Häufig wurden Müdigkeit, resp. Mattigkeit, Schlafstörungen, Alpträume, Verlangsamung des Herzschlages, Kältegefühl in den Fingern oder Zehen, Gefühlstörungen in den Händen und krampfartige Schmerzen in den Fingern beobachtet.

Gelegentlich (betrifft 1 bis 10 von 1000 Anwendern)

Gelegentlich sind Durchfall, Erbrechen und Übelkeit aufgetreten.

Selten (betrifft 1 bis 10 von 10'000 Anwendern)

In seltenen Fällen wurde über Blutbildveränderungen, kleinflächige Blutungen in der Haut oder Schleimhaut (Purpura), Halluzinationen, Psychosen, Stimmungsschwankungen, Verwirrtheit, Kribbeln in den Händen und Füssen, trockene Augen, Sehstörungen, Verschlechterung einer bestehenden Herzschwäche, Schwindel bei zu raschem Aufstehen, Verschlechterung von Atembeschwerden bei Asthmatikern, Haarausfall, Hautausschläge, Verstärkung einer Schuppenflechte, erhöhtes Risiko für Blutergüsse und Schwindel berichtet.

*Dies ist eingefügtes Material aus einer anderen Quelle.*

#[cfg(test)]
mod tests {
    use super::*;

    const SEED_ONE: &str =
        "MULTISIGPARTYONE9SEED9999999999999999999999999999999999999999999999999999999999999";
    const SEED_TWO: &str =
        "MULTISIGPARTYTWO9SEED9999999999999999999999999999999999999999999999999999999999999";

    struct FixedBalance(i64);

    impl BalanceSource for FixedBalance {
        fn balances(&self, addresses: &[String]) -> HashMap<String, i64> {
            addresses.iter().map(|a| (a.clone(), self.0)).collect()
        }
    }

    struct NeverQueried;

    impl BalanceSource for NeverQueried {
        fn balances(&self, _addresses: &[String]) -> HashMap<String, i64> {
            panic!("zero-value transfers must not query balances");
        }
    }

    fn light_multisig() -> Multisig {
        Multisig::new(SpongeMode::CurlP27.create())
    }

    fn output_address(label: &str) -> String {
        ternary::pad_trytes(label, ADDRESS_LENGTH)
    }

    #[test]
    fn shared_address_is_order_sensitive() {
        let mut multisig = light_multisig();
        let one = multisig.digest(SEED_ONE, 0, 1).unwrap();
        let two = multisig.digest(SEED_TWO, 0, 1).unwrap();

        let forward = multisig.address_from_digests(&[one.clone(), two.clone()]);
        let reversed = multisig.address_from_digests(&[two.clone(), one.clone()]);
        assert_ne!(forward, reversed);

        assert!(multisig.validate_address(&forward, &[one.clone(), two.clone()]));
        assert!(!multisig.validate_address(&forward, &[two, one]));
    }

    #[test]
    fn exact_balance_produces_no_remainder() {
        let mut multisig = light_multisig();
        let input = output_address("SHAREDINPUT");
        let transfers = [
            Transfer::new(&output_address("FIRSTOUT"), 60),
            Transfer::new(&output_address("SECONDOUT"), 40),
        ];
        let bundle = multisig
            .initiate_transfers(2, &input, &output_address("REMAINDER"), &transfers, &FixedBalance(100))
            .unwrap();

        // Two outputs + two input slots, nothing else.
        assert_eq!(bundle.len(), 4);
        assert_eq!(bundle.value_sum(), 0);
        assert!(bundle
            .transactions()
            .iter()
            .all(|tx| tx.address != output_address("REMAINDER")));
    }

    #[test]
    fn surplus_balance_produces_exactly_one_remainder() {
        let mut multisig = light_multisig();
        let input = output_address("SHAREDINPUT");
        let remainder = output_address("REMAINDER");
        let transfers = [Transfer::new(&output_address("ONLYOUT"), 30)];
        let bundle = multisig
            .initiate_transfers(2, &input, &remainder, &transfers, &FixedBalance(100))
            .unwrap();

        assert_eq!(bundle.value_sum(), 0);
        let remainders: Vec<_> = bundle
            .transactions()
            .iter()
            .filter(|tx| tx.address == remainder)
            .collect();
        assert_eq!(remainders.len(), 1);
        assert_eq!(remainders[0].value, 70);
        // The input entry spends the full available balance.
        assert_eq!(
            bundle.transactions().iter().map(|tx| tx.value).min(),
            Some(-100)
        );
    }

    #[test]
    #[should_panic(expected = "transfer tag must be at most")]
    fn oversized_transfer_tag_is_rejected_before_the_frame_is_built() {
        let mut multisig = light_multisig();
        let mut transfer = Transfer::new(&output_address("TAGGEDOUT"), 0);
        transfer.tag = "OVERLONGTAGOVERLONGTAGOVERLONG".to_string();
        let _ = multisig.initiate_transfers(
            1,
            &output_address("UNUSEDINPUT"),
            &output_address("UNUSEDREMAINDER"),
            &[transfer],
            &NeverQueried,
        );
    }

    #[test]
    fn insufficient_balance_is_reported_not_retried() {
        let mut multisig = light_multisig();
        let transfers = [Transfer::new(&output_address("BIGSPEND"), 1_000)];
        let result = multisig.initiate_transfers(
            1,
            &output_address("POORINPUT"),
            &output_address("REMAINDER"),
            &transfers,
            &FixedBalance(10),
        );
        assert_eq!(
            result.unwrap_err(),
            TransferError::InsufficientBalance {
                required: 1_000,
                available: 10,
            }
        );
    }

    #[test]
    fn zero_value_transfers_skip_the_balance_lookup() {
        let mut multisig = light_multisig();
        let mut transfer = Transfer::new(&output_address("MESSAGEONLY"), 0);
        transfer.message = "HELLOTERNARYWORLD".to_string();
        let bundle = multisig
            .initiate_transfers(
                1,
                &output_address("UNUSEDINPUT"),
                &output_address("UNUSEDREMAINDER"),
                &[transfer],
                &NeverQueried,
            )
            .unwrap();
        assert_eq!(bundle.len(), 1);
        assert!(bundle.transactions()[0]
            .signature_message
            .starts_with("HELLOTERNARYWORLD"));
    }

    #[test]
    fn oversized_message_spans_extra_transactions() {
        let mut multisig = light_multisig();
        let mut transfer = Transfer::new(&output_address("CHATTY"), 0);
        transfer.message = "M".repeat(SIGNATURE_MESSAGE_LENGTH + 10);
        let bundle = multisig
            .initiate_transfers(
                1,
                &output_address("UNUSEDINPUT"),
                &output_address("UNUSEDREMAINDER"),
                &[transfer],
                &NeverQueried,
            )
            .unwrap();
        assert_eq!(bundle.len(), 2);
        assert!(bundle.transactions()[1].signature_message.starts_with("MMMMMMMMMM9"));
        assert_eq!(bundle.transactions()[1].value, 0);
    }

    #[test]
    fn two_party_signing_produces_a_valid_bundle_signature() {
        let mut multisig = light_multisig();
        let digest_one = multisig.digest(SEED_ONE, 0, 1).unwrap();
        let digest_two = multisig.digest(SEED_TWO, 0, 1).unwrap();
        let shared = multisig.address_from_digests(&[digest_one, digest_two]);

        let transfers = [Transfer::new(&output_address("PAYEE"), 25)];
        let mut bundle = multisig
            .initiate_transfers(
                2,
                &shared,
                &output_address("REMAINDER"),
                &transfers,
                &FixedBalance(25),
            )
            .unwrap();

        let key_one = multisig.key(SEED_ONE, 0, 1).unwrap();
        let key_two = multisig.key(SEED_TWO, 0, 1).unwrap();
        multisig.add_signature(&mut bundle, &shared, &key_one).unwrap();
        multisig.add_signature(&mut bundle, &shared, &key_two).unwrap();

        let mut verifier = Signing::new(SpongeMode::CurlP27.create());
        assert!(verifier.validate_bundle_signature(&bundle, &shared));

        // Tampering with either fragment must break validation.
        let mut tampered = bundle.clone();
        let fragment = tampered.transactions()[1].signature_message.clone();
        let flipped = format!("A{}", &fragment[1..]);
        let flipped = if flipped == fragment {
            format!("B{}", &fragment[1..])
        } else {
            flipped
        };
        tampered.set_signature_message(1, flipped);
        assert!(!verifier.validate_bundle_signature(&tampered, &shared));
    }

    #[test]
    fn fragment_cycling_follows_slot_order() {
        // With a single security-2 key, slot j must be signed against
        // normalized fragment (0 + j) % 3. Verify by checking the same
        // signature is produced by signing fragments manually.
        let mut multisig = light_multisig();
        let digest = multisig.digest(SEED_ONE, 0, 2).unwrap();
        let shared = multisig.address_from_digests(&[digest]);

        let transfers = [Transfer::new(&output_address("PAYEE"), 10)];
        let mut bundle = multisig
            .initiate_transfers(
                2,
                &shared,
                &output_address("REMAINDER"),
                &transfers,
                &FixedBalance(10),
            )
            .unwrap();
        let key_trytes = multisig.key(SEED_ONE, 0, 2).unwrap();
        multisig.add_signature(&mut bundle, &shared, &key_trytes).unwrap();

        let key = ternary::trits_from_trytes(&key_trytes);
        let normalized = normalized_bundle(&bundle.transactions()[1].bundle);
        let mut signing = Signing::new(SpongeMode::CurlP27.create());
        for j in 0..2 {
            let index = j % 3;
            let fragment = &normalized
                [index * NORMALIZED_FRAGMENT_LENGTH..(index + 1) * NORMALIZED_FRAGMENT_LENGTH];
            let expected = signing.signature_fragment(
                fragment,
                &key[j * KEY_FRAGMENT_LENGTH..(j + 1) * KEY_FRAGMENT_LENGTH],
            );
            assert_eq!(
                bundle.transactions()[1 + j].signature_message,
                ternary::trytes_from_trits(&expected),
                "slot {j} signed against the wrong normalized fragment"
            );
        }
    }

    #[test]
    fn malformed_key_is_rejected() {
        let mut multisig = light_multisig();
        let mut bundle = Bundle::new();
        assert_eq!(
            multisig.add_signature(&mut bundle, "ADDR", "ABC"),
            Err(SigningError::InvalidKeyLength(9))
        );
    }
}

Auch Überempfindlichkeitsreaktionen wie z.B. allergische Hauterscheinungen (Rötung, Juckreiz, photoallergischer Ausschlag), Mundtrockenheit, Verstopfung, Bauchschmerzen, Impotenz, Kopfschmerzen, Lupus erythematodes (Schmetterlingsflechte) und Muskelschwäche können auftreten.

Wie bei allen Arzneimitteln zur Regelung der Herzschlagfrequenz kann es unter Bedranol zu Herzrhythmusstörungen oder einer Verschlechterung einer Claudiactio intermittens kommen.

Sehr selten (betrifft weniger als 1 von 10'000 Anwendern)

Tiefe Blutzuckerspiegel können bei Diabetikern, aber auch bei nicht-diabetischen Patienten vorkommen. Das gilt besonders für Kinder, ältere Patienten bzw. Patientinnen, Patienten bzw. Patientinnen unter Hämodialyse (Blutwäsche), Patienten bzw. Patientinnen mit chronischen Lebererkrankungen und nach längerem Fasten.

Wenn Sie Nebenwirkungen bemerken, wenden Sie sich an Ihren Arzt oder Apotheker bzw. Ihre Ärztin oder Apothekerin. Dies gilt insbesondere auch für Nebenwirkungen, die nicht in dieser Packungsbeilage angegeben sind.

Das Arzneimittel darf nur bis zu dem auf dem Behälter mit «EXP» bezeichneten Datum verwendet werden. Sollten Sie Filmtabletten besitzen, deren Haltbarkeit abgelaufen ist, so bringen Sie diese bitte in Ihre Apotheke zur Vernichtung zurück.

Lagerungshinweis

Die Bedranol Filmtabletten sollen bei Raumtemperatur (15–25 °C), vor Licht und Feuchtigkeit geschützt sowie ausser Reichweite von Kindern aufbewahrt werden.

Weitere Hinweise

Weitere Auskünfte erteilt Ihnen Ihr Arzt oder Apotheker bzw. Ihre Ärztin oder Apothekerin. Diese Personen verfügen über die ausführliche Fachinformation.

Was ist in Bedranol enthalten?

Bedranol Filmtabletten enthalten den Wirkstoff Propranolol-Hydrochlorid sowie Laktose-monohydrat, Maisstärke, Kartoffelstärke, mikrokristalline Cellulose, Carboxymethylstärke-Natrium, Magnesiumstearat, Hydroxypropylmethylcellulose, Talk, Titandioxid (E 171), Polysorbat 80, Polyethylenglykol 6000 als Hilfsstoffe und sind erhältlich als Filmtabletten zu 10 mg, 40 mg und 80 mg.

Zulassungsnummer

66719 (Swissmedic).

Wo erhalten Sie Bedranol? Welche Packungen sind erhältlich?

Bedranol Filmtabletten erhalten Sie in Apotheken nur gegen ärztliche Verschreibung.

Bedranol Filmtabletten zu 10 mg: Packungen zu 60 Stück.

Bedranol Filmtabletten zu 40 mg: Packungen zu 60 und 180 Stück (mit Zierbruchrille).

Bedranol Filmtabletten zu 80 mg: Packungen zu 60 und 180 Stück (mit Zierbruchrille.

Zulassungsinhaberin

Lagap Sa, Vezia.

Diese Packungsbeilage wurde im Mai 2021 letztmals durch die Arzneimittelbehörde (Swissmedic) geprüft.